A flora de Madagáscar consiste em mais de 12 mil espécies de plantas vasculares e avasculares.[a] Cerca de 83% das plantas vasculares de Madagáscar são encontradas apenas na ilha. Essas endemias incluem cinco famílias de plantas, 85% das mais de 900 espécies de orquídeas, cerca de 200 espécies de palmeiras e espécies emblemáticas como a árvore-do-viajante, seis espécies de baobá e a pervinca de Madagáscar. O alto grau de endemismo é devido ao longo isolamento de Madagáscar após sua separação das massas de terra africanas e indianas no Mesozoico, 150-160 e 84-91 milhões de anos atrás, respectivamente. No entanto, poucas linhagens de plantas permanecem da antiga flora de Gondwana; a maioria dos grupos de plantas existentes imigrou através da dispersão por meio do oceano, após a ruptura continental.

No sentido horário, do canto superior esquerdo: floresta tropical no Parque Nacional Masoala; a pervinca de Madagáscar; campos de arroz em socalcos no planalto central; Avenida dos Baobás, perto de Morondava; a endêmica árvore-do-viajante.

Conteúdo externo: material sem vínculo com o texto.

//! Live number-to-words endpoint used while the amount field is typed.

use crate::{
    api::{AppState, extract::Query, response::ApiResponse},
    core::{
        amounts::parse_amount,
        words::{English, NumberWords, Tamil, rupees_for, words_for},
    },
};
use axum::{
    Router,
    response::Json as ResponseJson,
    routing::get,
};
use serde::{Deserialize, Serialize};

/// `?amount=` as typed
#[derive(Debug, Deserialize)]
pub struct WordsQuery {
    #[serde(default)]
    pub amount: String,
}

/// Spelled forms of one amount
#[derive(Debug, Serialize)]
#[serde(rename_all = "camelCase")]
pub struct AmountWords {
    pub amount: String,
    pub tamil: String,
    pub english: String,
    /// `ரூபாய் … மட்டும்`
    pub tamil_rupees: String,
    /// `Rupees … Only`
    pub english_rupees: String,
}

fn spell<L: NumberWords>(language: &L, amount: Option<f64>, phrase: bool) -> String {
    match amount {
        None => language.fallback().to_string(),
        Some(amount) if phrase => rupees_for(language, amount),
        Some(amount) => words_for(language, amount),
    }
}

/// GET /api/words?amount=
/// Never fails: unusable input comes back as each language's fallback
pub async fn amount_words(Query(query): Query<WordsQuery>) -> ResponseJson<ApiResponse<AmountWords>> {
    let parsed = parse_amount(&query.amount);
    ResponseJson(ApiResponse::success(AmountWords {
        tamil: spell(&Tamil, parsed, false),
        english: spell(&English, parsed, false),
        tamil_rupees: spell(&Tamil, parsed, true),
        english_rupees: spell(&English, parsed, true),
        amount: query.amount,
    }))
}

/// Routes under `/api/words`
pub fn router() -> Router<AppState> {
    Router::new().route("/words", get(amount_words))
}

Após sua separação continental, Madagáscar possivelmente passou por um período seco, e a floresta tropical se expandiu posteriormente do Oligoceno para o Mioceno quando as chuvas aumentaram. Atualmente, florestas úmidas, incluindo as florestas de várzea, são encontradas principalmente no planalto oriental, onde abundantes chuvas do Oceano Índico são captadas por uma escarpa. Uma grande parte do planalto central, na ecorregião das florestas sub-úmidas, é hoje dominada por pastagens. Eles são amplamente vistos como resultado da transformação da paisagem humana, mas alguns podem ser mais antigos. As pastagens ocorrem em um mosaico com bosques e matas, incluindo a floresta de tapia e matagais de folhas duras nas altas montanhas. A floresta seca e a floresta suculenta são encontradas na parte ocidental mais seca e formam um matagal espinhoso exclusivo no sudoeste, onde as chuvas são mais baixas e a estação chuvosa, mais curta. Os manguezais ocorrem na costa oeste, e uma variedade de habitats de zonas úmidas com uma flora adaptada são encontrados em toda a ilha.

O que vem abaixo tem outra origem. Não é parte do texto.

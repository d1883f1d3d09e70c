//! Taluk entity - administrative sub-division of a district.

use sea_orm::entity::prelude::*;
use serde::{Deserialize, Serialize};

/// Taluk database model
#[derive(Clone, Debug, PartialEq, Eq, DeriveEntityModel, Serialize, Deserialize)]
#[sea_orm(table_name = "taluks")]
pub struct Model {
    #[sea_orm(primary_key)]
    pub id: i64,
    pub district_id: i64,
    pub name: String,
}

/// Defines relationships between Taluk and other entities
#[derive(Copy, Clone, Debug, EnumIter, DeriveRelation)]
pub enum Relation {
    /// Each taluk belongs to one district
    #[sea_orm(
        belongs_to = "super::district::Entity",
        from = "Column::DistrictId",
        to = "super::district::Column::Id"
    )]
    District,
    /// One taluk has many villages
    #[sea_orm(has_many = "super::village::Entity")]
    Villages,
}

impl Related<super::district::Entity> for Entity {
    fn to() -> RelationDef {
        Relation::District.def()
    }
}

impl Related<super::village::Entity> for Entity {
    fn to() -> RelationDef {
        Relation::Villages.def()
    }
}

impl ActiveModelBehavior for ActiveModel {}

O crescimento da população humana e a atividade econômica pressionaram a vegetação natural da região, principalmente por meio do desmatamento em massa. O alto endemismo de Madagáscar e a riqueza de espécies, juntamente com uma queda acentuada na vegetação primária, fazem da ilha um hotspot de biodiversidade global. Para preservar os habitats naturais, cerca de 10% da superfície terrestre é protegida, incluindo os locais do Patrimônio Mundial Tsingy de Bemaraha e as florestas tropicais de Atsinanana. Embora historicamente principalmente os naturalistas franceses tenham descrito a flora de Madagáscar, hoje vários herbários nacionais e internacionais, jardins botânicos e universidades documentam a diversidade de plantas e se envolvem em sua conservação.

Diversidade e endemismo editar

Madagáscar foi descrito como "um dos lugares mais floristicamente únicos do mundo".[1] Desde 2018, 343 famílias de plantas vasculares e briófitas, com aproximadamente 12.000 espécies, eram conhecidas de acordo com o Catálogo das Plantas de Madagáscar. Muitos grupos de plantas ainda são pouco conhecidos. Das plantas vasculares, 83% são encontradas apenas na ilha. Essas endemias incluem cinco famílias de plantas inteiras: Asteropeiaceae, Barbeuiaceae, Physenaceae, Sarcolaenaceae e Sphaerosepalaceae.[2] Estima-se que 96% das árvores e arbustos de Madagáscar sejam endêmicos.[3]

Plantas vasculares editar

 
Angraecum sesquipedale, uma das mais de 900 orquídeas em Madagáscar

Entre as plantas não floridas, samambaias e licófitas contam cerca de 570 espécies descritas em Madagáscar. Cerca da metade deles é endêmica; na família de samambaias escamosas Cyatheaceae, nativa das florestas úmidas, todas, exceto três das 47 espécies, são endêmicas. Seis coníferas do gênero Podocarpus — todas endêmicas — e uma cicadácea (Cycas thouarsii) são nativas da ilha.[2]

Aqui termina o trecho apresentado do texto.